Great food, great partying, looking forward to next
winter. Pipo, Thanks for putting this together for us.
Hope everyone has a save trip back. See You all soon.
From Toddy Brodeur:

Mark this one on next years calendar, The weekend after the superbowl go to Puerto Rico. Pipo takes care of you and you will have a blast. Also he will show you why he is “King of the Beach”

This was truly a frisbee beach lovers dream. Warm breezes were non stop, same direction. The sand is rather coarse so it hardly sticks to the disc. The beach has a slope and high tide is barely noticeable. All the locals have a similar style.
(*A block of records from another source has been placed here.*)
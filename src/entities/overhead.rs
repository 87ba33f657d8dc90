//! Overhead configuration - percentage of labor or a flat amount per unit

use serde::{Deserialize, Deserializer, Serialize, Serializer};
use std::convert::Infallible;
use std::fmt;
use std::str::FromStr;

use crate::core::numeric::Amount;

/// How overhead is derived
///
/// Any label other than `per_unit` selects [`OverheadBasis::LaborPercent`].
/// This is the one place that fallback lives; calculators only ever see a
/// resolved basis.
#[derive(Debug, Clone, Copy, PartialEq, Eq, Default)]
pub enum OverheadBasis {
    /// `labor * rate_percent`
    #[default]
    LaborPercent,
    /// Flat `per_unit_amount` per garment
    PerUnit,
}

impl OverheadBasis {
    pub fn as_str(&self) -> &'static str {
        match self {
            OverheadBasis::LaborPercent => "labor_percent",
            OverheadBasis::PerUnit => "per_unit",
        }
    }

    /// Resolve a basis label, falling back to labor percent
    pub fn from_label(label: &str) -> Self {
        match label.trim().to_lowercase().replace('-', "_").as_str() {
            "per_unit" => OverheadBasis::PerUnit,
            _ => OverheadBasis::LaborPercent,
        }
    }
}

impl fmt::Display for OverheadBasis {
    fn fmt(&self, f: &mut fmt::Formatter<'_>) -> fmt::Result {
        write!(f, "{}", self.as_str())
    }
}

impl FromStr for OverheadBasis {
    type Err = Infallible;

    fn from_str(s: &str) -> Result<Self, Self::Err> {
        Ok(OverheadBasis::from_label(s))
    }
}

impl Serialize for OverheadBasis {
    fn serialize<S: Serializer>(&self, serializer: S) -> Result<S::Ok, S::Error> {
        serializer.serialize_str(self.as_str())
    }
}

impl<'de> Deserialize<'de> for OverheadBasis {
    fn deserialize<D: Deserializer<'de>>(deserializer: D) -> Result<Self, D::Error> {
        #[derive(Deserialize)]
        #[serde(untagged)]
        enum Label {
            Text(String),
            Other(serde::de::IgnoredAny),
        }

        Ok(match Label::deserialize(deserializer)? {
            Label::Text(s) => OverheadBasis::from_label(&s),
            Label::Other(_) => OverheadBasis::default(),
        })
    }
}

/// Overhead settings for a style
///
/// Both amounts are kept regardless of basis so switching back and forth
/// does not lose what was entered.
#[derive(Debug, Clone, Default, PartialEq, Serialize, Deserialize)]
pub struct OverheadConfig {
    #[serde(default)]
    pub basis: OverheadBasis,

    /// Fraction of labor cost (0.3 = 30%), used with `labor_percent`
    #[serde(default)]
    pub rate_percent: Amount,

    /// Flat amount per garment, used with `per_unit`
    #[serde(default)]
    pub per_unit_amount: Amount,
}

impl OverheadConfig {
    pub fn labor_percent(rate_percent: impl Into<Amount>) -> Self {
        Self {
            basis: OverheadBasis::LaborPercent,
            rate_percent: rate_percent.into(),
            per_unit_amount: Amount::ZERO,
        }
    }

    pub fn per_unit(per_unit_amount: impl Into<Amount>) -> Self {
        Self {
            basis: OverheadBasis::PerUnit,
            rate_percent: Amount::ZERO,
            per_unit_amount: per_unit_amount.into(),
        }
    }
}
//! Integration tests for the plm CLI
//!
//! These tests exercise the CLI commands end-to-end using assert_cmd.

use assert_cmd::Command;
use predicates::prelude::*;
use std::fs;
use tempfile::TempDir;

const SAMPLE_FOB: f64 = 4.012_266_666_666_667;

/// Helper to get a plm command isolated from the caller's environment
fn plm() -> Command {
    let mut cmd = Command::cargo_bin("plm").unwrap();
    cmd.env_remove("PLM_STYLE")
        .env_remove("PLM_AUTHOR")
        .env_remove("RUST_LOG")
        .env("PLM_LOG", "warn");
    cmd
}

/// Helper to create a workspace seeded with the sample style
fn setup_sample_project() -> TempDir {
    let tmp = TempDir::new().unwrap();
    plm()
        .current_dir(tmp.path())
        .args(["init", "--sample"])
        .assert()
        .success();
    tmp
}

/// Run `plm cost -f json` in `dir` and return the parsed output
fn cost_json(dir: &std::path::Path, extra: &[&str]) -> serde_json::Value {
    let output = plm()
        .current_dir(dir)
        .args(["cost", "--format", "json"])
        .args(extra)
        .output()
        .unwrap();
    assert!(output.status.success(), "cost failed: {:?}", output);
    serde_json::from_slice(&output.stdout).unwrap()
}

fn approx(value: &serde_json::Value, expected: f64) -> bool {
    value.as_f64().is_some_and(|v| (v - expected).abs() < 1e-9)
}

// ============================================================================
// Basic CLI
// ============================================================================

#[test]
fn test_help_lists_commands() {
    plm()
        .arg("--help")
        .assert()
        .success()
        .stdout(predicate::str::contains("cost"))
        .stdout(predicate::str::contains("marker"))
        .stdout(predicate::str::contains("overhead"));
}

#[test]
fn test_version() {
    plm()
        .arg("--version")
        .assert()
        .success()
        .stdout(predicate::str::contains("plm"));
}

#[test]
fn test_completions_bash() {
    plm()
        .args(["completions", "bash"])
        .assert()
        .success()
        .stdout(predicate::str::contains("plm"));
}

// ============================================================================
// Outside a workspace: read-only commands use the sample style
// ============================================================================

#[test]
fn test_cost_outside_workspace_uses_sample() {
    let tmp = TempDir::new().unwrap();
    plm()
        .current_dir(tmp.path())
        .arg("cost")
        .assert()
        .success()
        .stdout(predicate::str::contains("FOB (no freight)"))
        .stdout(predicate::str::contains("$4.012"));
}

#[test]
fn test_cost_json_breakdown() {
    let tmp = TempDir::new().unwrap();
    let json = cost_json(tmp.path(), &[]);

    assert_eq!(json["style"], "STYLE-SS25-TEECREW-001");
    assert!(approx(&json["material"], 3.6516));
    assert!(approx(&json["packaging"], 0.17));
    assert!(approx(&json["cmt"], json["labor"].as_f64().unwrap() + 0.044));
    assert!(approx(&json["fob"], SAMPLE_FOB));
}

#[test]
fn test_cost_csv() {
    let tmp = TempDir::new().unwrap();
    plm()
        .current_dir(tmp.path())
        .args(["cost", "-f", "csv"])
        .assert()
        .success()
        .stdout(predicate::str::starts_with("Component,Amount"))
        .stdout(predicate::str::contains("CMT,0.191"));
}

#[test]
fn test_marker_show_sample() {
    let tmp = TempDir::new().unwrap();
    plm()
        .current_dir(tmp.path())
        .args(["marker", "show"])
        .assert()
        .success()
        .stdout(predicate::str::contains("16.67%"))
        .stdout(predicate::str::contains("0.42%"));
}

#[test]
fn test_unknown_style_outside_workspace_warns() {
    let tmp = TempDir::new().unwrap();
    plm()
        .current_dir(tmp.path())
        .args(["--style", "STYLE-OTHER", "cost"])
        .assert()
        .success()
        .stdout(predicate::str::contains("$4.012"))
        .stderr(predicate::str::contains("using sample data"));
}

#[test]
fn test_edit_outside_workspace_fails() {
    let tmp = TempDir::new().unwrap();
    plm()
        .current_dir(tmp.path())
        .args(["bom", "add", "--type", "Trim", "Care label"])
        .assert()
        .failure()
        .stderr(predicate::str::contains("not inside a PLM workspace"));
}

// ============================================================================
// Workspace
// ============================================================================

#[test]
fn test_init_sample_creates_structure() {
    let tmp = setup_sample_project();

    assert!(tmp.path().join(".plm/config.yaml").exists());
    assert!(tmp
        .path()
        .join("styles/STYLE-SS25-TEECREW-001.plm.yaml")
        .exists());
}

#[test]
fn test_init_twice_reports_existing() {
    let tmp = setup_sample_project();
    plm()
        .current_dir(tmp.path())
        .arg("init")
        .assert()
        .success()
        .stdout(predicate::str::contains("already exists"));
}

#[test]
fn test_status_dashboard() {
    let tmp = setup_sample_project();
    plm()
        .current_dir(tmp.path())
        .arg("status")
        .assert()
        .success()
        .stdout(predicate::str::contains("GATES"))
        .stdout(predicate::str::contains("ECR Cycle Days"))
        .stdout(predicate::str::contains("$4.012"));
}

#[test]
fn test_style_new_and_list() {
    let tmp = TempDir::new().unwrap();
    plm().current_dir(tmp.path()).arg("init").assert().success();

    plm()
        .current_dir(tmp.path())
        .args(["style", "new", "FW25-HOODIE-001", "--title", "FW25 Hoodie"])
        .assert()
        .success();

    plm()
        .current_dir(tmp.path())
        .args(["style", "list", "-f", "tsv"])
        .assert()
        .success()
        .stdout(predicate::str::contains("STYLE-FW25-HOODIE-001\tFW25 Hoodie"));

    plm()
        .current_dir(tmp.path())
        .args(["style", "new", "FW25-HOODIE-001", "--title", "Again"])
        .assert()
        .failure()
        .stderr(predicate::str::contains("already exists"));
}

#[test]
fn test_new_style_costs_zero() {
    let tmp = TempDir::new().unwrap();
    plm().current_dir(tmp.path()).arg("init").assert().success();
    plm()
        .current_dir(tmp.path())
        .args(["style", "new", "EMPTY-1", "--title", "Empty"])
        .assert()
        .success();

    let json = cost_json(tmp.path(), &[]);
    assert_eq!(json["style"], "STYLE-EMPTY-1");
    assert!(approx(&json["fob"], 0.0));
}

// ============================================================================
// Editing costing inputs
// ============================================================================

#[test]
fn test_bom_add_updates_fob() {
    let tmp = setup_sample_project();

    plm()
        .current_dir(tmp.path())
        .args([
            "--quiet",
            "bom",
            "add",
            "--type",
            "Trim",
            "Care label",
            "--uom",
            "pcs",
            "--consumption",
            "1",
            "--price",
            "0.1",
        ])
        .assert()
        .success()
        .stdout(predicate::str::starts_with("BOM-"));

    let json = cost_json(tmp.path(), &[]);
    assert!(approx(&json["fob"], SAMPLE_FOB + 0.1));
}

#[test]
fn test_bom_set_non_numeric_becomes_zero() {
    let tmp = setup_sample_project();

    plm()
        .current_dir(tmp.path())
        .args(["bom", "set", "1", "--price", "abc"])
        .assert()
        .success();

    // Line 1: 0.95 * 1.05 * 3.2 removed from material
    let json = cost_json(tmp.path(), &[]);
    assert!(approx(&json["material"], 3.6516 - 3.192));
}

#[test]
fn test_bom_set_unknown_line_fails() {
    let tmp = setup_sample_project();
    plm()
        .current_dir(tmp.path())
        .args(["bom", "set", "BOM-99", "--price", "1"])
        .assert()
        .failure()
        .stderr(predicate::str::contains("BOM-99"));
}

#[test]
fn test_op_efficiency_is_floored() {
    let tmp = setup_sample_project();

    plm()
        .current_dir(tmp.path())
        .args(["op", "set", "OP-1", "--efficiency", "0.2"])
        .assert()
        .success();

    // OP-1 (0.6 SMV) now costs at 0.5 efficiency, the rest at 0.85
    let expected = (0.6 / 0.5 + 2.8 / 0.85) / 60.0 * 2.2;
    let json = cost_json(tmp.path(), &[]);
    assert!(approx(&json["labor"], expected));
}

#[test]
fn test_negative_cli_values_become_zero() {
    let tmp = setup_sample_project();

    plm()
        .current_dir(tmp.path())
        .args(["bom", "set", "1", "--price", "-2"])
        .assert()
        .success();
    plm()
        .current_dir(tmp.path())
        .args(["op", "set", "OP-1", "--efficiency", "-0.3"])
        .assert()
        .success();

    let json = cost_json(tmp.path(), &[]);
    assert!(approx(&json["material"], 3.6516 - 3.192));
    let labor = (0.6 / 0.5 + 2.8 / 0.85) / 60.0 * 2.2;
    assert!(approx(&json["labor"], labor));
}

#[test]
fn test_overhead_per_unit_and_fallback_basis() {
    let tmp = setup_sample_project();

    plm()
        .current_dir(tmp.path())
        .args(["overhead", "set", "--basis", "per_unit"])
        .assert()
        .success();
    assert!(approx(&cost_json(tmp.path(), &[])["overhead"], 0.15));

    plm()
        .current_dir(tmp.path())
        .args(["overhead", "set", "--basis", "something-else"])
        .assert()
        .success();
    assert!(approx(&cost_json(tmp.path(), &[])["overhead"], 0.044));
}

#[test]
fn test_pack_add() {
    let tmp = setup_sample_project();

    plm()
        .current_dir(tmp.path())
        .args(["pack", "add", "Hangtag", "--amount", "0.03"])
        .assert()
        .success();

    let json = cost_json(tmp.path(), &[]);
    assert!(approx(&json["packaging"], 0.2));
}

#[test]
fn test_marker_zero_width_is_reported() {
    let tmp = setup_sample_project();

    plm()
        .current_dir(tmp.path())
        .args(["marker", "set", "--width", "0"])
        .assert()
        .success();

    plm()
        .current_dir(tmp.path())
        .args(["marker", "show"])
        .assert()
        .success()
        .stdout(predicate::str::contains("n/a"))
        .stdout(predicate::str::contains("inf").not());
}

// ============================================================================
// Fallback and style selection
// ============================================================================

#[test]
fn test_broken_style_file_falls_back_to_sample() {
    let tmp = TempDir::new().unwrap();
    plm().current_dir(tmp.path()).arg("init").assert().success();
    fs::write(
        tmp.path().join("styles/STYLE-BROKEN.plm.yaml"),
        "style: [unclosed\n",
    )
    .unwrap();

    plm()
        .current_dir(tmp.path())
        .args(["cost", "--style", "STYLE-BROKEN"])
        .assert()
        .success()
        .stdout(predicate::str::contains("$4.012"))
        .stderr(predicate::str::contains("using sample data"));
}

#[test]
fn test_edit_never_falls_back() {
    let tmp = setup_sample_project();
    plm()
        .current_dir(tmp.path())
        .args(["--style", "STYLE-MISSING", "pack", "add", "Box", "--amount", "1"])
        .assert()
        .failure()
        .stderr(predicate::str::contains("not found"));
}

#[test]
fn test_project_config_precision() {
    let tmp = setup_sample_project();
    fs::write(tmp.path().join(".plm/config.yaml"), "precision: 2\n").unwrap();

    plm()
        .current_dir(tmp.path())
        .arg("cost")
        .assert()
        .success()
        .stdout(predicate::str::contains("$4.01\n"));
}

// ============================================================================
// Sourcing and decisions
// ============================================================================

#[test]
fn test_quote_list_variance() {
    let tmp = TempDir::new().unwrap();
    plm()
        .current_dir(tmp.path())
        .args(["quote", "list", "-f", "tsv"])
        .assert()
        .success()
        .stdout(predicate::str::contains("Q-01\tFactory Z"))
        .stdout(predicate::str::contains("-6.54%"));
}

#[test]
fn test_decision_add_and_list() {
    let tmp = setup_sample_project();

    plm()
        .current_dir(tmp.path())
        .args([
            "decision",
            "add",
            "Use woven neck label",
            "--owner",
            "Sam",
            "--outcome",
            "Approved",
        ])
        .assert()
        .success();

    plm()
        .current_dir(tmp.path())
        .args(["decision", "list", "-f", "tsv"])
        .assert()
        .success()
        .stdout(predicate::str::contains("Use woven neck label"))
        .stdout(predicate::str::contains("Choose jersey supplier"));
}

#[test]
fn test_config_keys() {
    plm()
        .args(["config", "keys"])
        .assert()
        .success()
        .stdout(predicate::str::contains("currency_symbol"));
}
//! Record types of a style dossier
//!
//! **Costing inputs:**
//! - [`BomLine`] - fabric and trim consumption with waste and unit price
//! - [`Operation`] - sewing operations (SMV, rate, efficiency)
//! - [`OverheadConfig`] - overhead as a share of labor or a flat amount
//! - [`PackagingLine`] - flat per-garment packaging
//! - [`MarkerConfig`] - cutting marker dimensions
//!
//! **Style context:**
//! - [`Style`] - stage, gates, milestones, risks
//! - [`Specs`], [`Asset`], [`Decision`], [`Rfq`], [`Quote`], [`Changes`], [`Validation`]
//!
//! [`StyleDossier`] holds all of them for one style.

pub mod asset;
pub mod bom;
pub mod change;
pub mod decision;
pub mod defaults;
pub mod dossier;
pub mod marker;
pub mod operation;
pub mod overhead;
pub mod packaging;
pub mod sourcing;
pub mod specs;
pub mod style;
pub mod validation;

pub use asset::Asset;
pub use bom::BomLine;
pub use change::{ChangeRecord, Changes};
pub use decision::Decision;
pub use dossier::{DossierError, StyleDossier};
pub use marker::MarkerConfig;
pub use operation::Operation;
pub use overhead::{OverheadBasis, OverheadConfig};
pub use packaging::PackagingLine;
pub use sourcing::{Quote, Rfq};
pub use specs::{PointOfMeasure, Specs, TestMethod};
pub use style::{Gate, KpiSeries, Milestone, Stage, Style};
pub use validation::{LabResult, Sample, Validation, Verdict};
Everybody jams barefoot and the disc is always wet and cleaned in the warm ocean waves. Truly beach jammin. The jam spot was less than 25 steps from our hotel room. Ok they were big steps because I was always running to the shore.The jams lasted well past sunset. The folks at the hotel were very friendly. The one thing I learned is when you go to PR, do what Pipo does. Follow him, eat what he eats, hang out with him, watch how he handles the disc and the beach and you will do fine. Thank you for a wonderful time Pipo.